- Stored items
--------------------

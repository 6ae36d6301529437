//! HTTP API for community incident reporting.
//!
//! # Modules
//!
//! - [`auth`]: Registration and login
//! - [`reports`]: Report listing, submission, proximity search and evidence images
//! - [`news`]: Safety news feed
//! - [`users`]: Profile of the signed-in user and profile photos
//! - [`middleware`]: Bearer token verification for protected endpoints
//! - [`forms`]: JSON-or-multipart request bodies
//! - [`error`]: Mapping of failures to status codes and JSON bodies
//!
//! # Endpoints Overview
//!
//! ```text
//! GET   /health                          - Health check (public)
//! POST  /auth/register                   - Register (public)
//! POST  /auth/login                      - Login, returns a bearer token (public)
//! GET   /api/crime                       - List reports (public)
//! GET   /api/crime/{id}                  - Get report (public)
//! POST  /api/crime                       - Submit report (token optional)
//! GET   /api/crime/evidence/{filename}   - Evidence image (public)
//! GET   /api/incidents                   - Reports near a point (public)
//! POST  /api/incidents                   - Submit report (auth required)
//! PATCH /api/incidents/{id}              - Change report status (auth required)
//! GET   /api/news                        - News feed (public)
//! POST  /api/news                        - Publish news (auth required)
//! GET   /api/users/me                    - Current profile (auth required)
//! GET   /api/users/photos/{filename}     - Profile photo (public)
//! ```
//!
//! # Example Usage
//!
//! ```rust,no_run
//! use ns_server::api::{AppState, cors_layer, create_router};
//! # async fn example() -> Result<(), Box<dyn std::error::Error>> {
//! # let state: AppState = unimplemented!();
//!
//! let app = create_router(state, cors_layer("http://localhost:3000")?);
//! let listener = tokio::net::TcpListener::bind("127.0.0.1:5000").await?;
//! axum::serve(listener, app).await?;
//! # Ok(())
//! # }
//! ```

pub mod auth;
pub mod error;
pub mod forms;
pub mod middleware;
pub mod news;
pub mod reports;
pub mod request_id;
pub mod users;

use axum::{
    Router,
    extract::{DefaultBodyLimit, State},
    http::{
        HeaderValue, Method, StatusCode,
        header::{AUTHORIZATION, CONTENT_TYPE, InvalidHeaderValue},
    },
    response::{IntoResponse, Json},
    routing::{get, patch, post},
};
use namma_suraksha::{
    AuthManager, IdentityVerifier, ImageStore, SubmissionService,
    db::{NewsRepository, ReportRepository},
};
use serde_json::json;
use std::sync::Arc;
use tower_http::cors::CorsLayer;

/// Room for the text fields and multipart framing around the images
const BODY_OVERHEAD_BYTES: usize = 1024 * 1024;

/// Application state shared across all HTTP handlers.
///
/// Cloned for each request (cheap due to Arc wrappers).
///
/// # Fields
///
/// - `auth_manager`: Registration, login and profiles
/// - `verifier`: Resolves bearer tokens on protected routes
/// - `reports`: Report reads and status changes
/// - `news`: News feed storage
/// - `submissions`: Validated report intake with evidence staging
/// - `evidence`: Evidence image store
/// - `photos`: Profile photo store
#[derive(Clone)]
pub struct AppState {
    pub auth_manager: Arc<AuthManager>,
    pub verifier: Arc<dyn IdentityVerifier>,
    pub reports: Arc<dyn ReportRepository>,
    pub news: Arc<dyn NewsRepository>,
    pub submissions: Arc<SubmissionService>,
    pub evidence: Arc<ImageStore>,
    pub photos: Arc<ImageStore>,
}

/// CORS policy admitting the configured web client origin
///
/// # Errors
///
/// Returns an error if `origin` is not a valid header value
pub fn cors_layer(origin: &str) -> Result<CorsLayer, InvalidHeaderValue> {
    Ok(CorsLayer::new()
        .allow_origin(HeaderValue::from_str(origin)?)
        .allow_methods([Method::GET, Method::POST, Method::PATCH, Method::OPTIONS])
        .allow_headers([AUTHORIZATION, CONTENT_TYPE]))
}

/// Create the complete API router with all endpoints and middleware.
///
/// Public routes carry no authentication layer. `POST /api/crime` runs
/// [`middleware::optional_identity`]; the remaining write routes and the
/// profile run [`middleware::require_identity`].
pub fn create_router(state: AppState, cors: CorsLayer) -> Router {
    // A full submission: every image at the size ceiling, plus form fields
    let body_limit = state.evidence.max_bytes() * (state.submissions.max_images() + 1)
        + BODY_OVERHEAD_BYTES;

    let public_routes = Router::new()
        .route("/health", get(health_check))
        .route("/auth/register", post(auth::register))
        .route("/auth/login", post(auth::login))
        .route("/api/crime", get(reports::list_reports))
        .route("/api/crime/{id}", get(reports::get_report))
        .route("/api/crime/evidence/{filename}", get(reports::get_evidence))
        .route("/api/incidents", get(reports::list_nearby))
        .route("/api/news", get(news::list_news))
        .route("/api/users/photos/{filename}", get(users::get_photo));

    // Anonymous reports are allowed; a token, when sent, must be valid
    let optional_auth_routes = Router::new()
        .route("/api/crime", post(reports::create_report))
        .route_layer(axum::middleware::from_fn_with_state(
            state.clone(),
            middleware::optional_identity,
        ));

    let protected_routes = Router::new()
        .route("/api/incidents", post(reports::create_incident))
        .route("/api/incidents/{id}", patch(reports::update_status))
        .route("/api/news", post(news::create_news))
        .route("/api/users/me", get(users::me))
        .route_layer(axum::middleware::from_fn_with_state(
            state.clone(),
            middleware::require_identity,
        ));

    Router::new()
        .merge(public_routes)
        .merge(optional_auth_routes)
        .merge(protected_routes)
        .layer(DefaultBodyLimit::max(body_limit))
        .layer(axum::middleware::from_fn(request_id::request_id_middleware))
        .layer(cors)
        .with_state(state)
}

/// Health check endpoint for monitoring and load balancers.
///
/// Returns `200 OK` when the database answers, `503 Service Unavailable`
/// otherwise.
///
/// ```bash
/// curl http://localhost:5000/health
/// # {"status":"healthy","version":"0.1.0","database":true,"timestamp":"2026-10-19T10:30:00Z"}
/// ```
async fn health_check(State(state): State<AppState>) -> impl IntoResponse {
    let db_healthy = match state.reports.ping().await {
        Ok(()) => true,
        Err(e) => {
            tracing::error!(error = %e, "Health check failed");
            false
        }
    };

    let status_code = if db_healthy {
        StatusCode::OK
    } else {
        StatusCode::SERVICE_UNAVAILABLE
    };

    let response = json!({
        "status": if db_healthy { "healthy" } else { "unhealthy" },
        "version": env!("CARGO_PKG_VERSION"),
        "database": db_healthy,
        "timestamp": chrono::Utc::now().to_rfc3339(),
    });

    (status_code, Json(response))
}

--------------------

- Try it
Nothing but a number is expected: the tally of lines in the records that include the word "register".

- Task result
2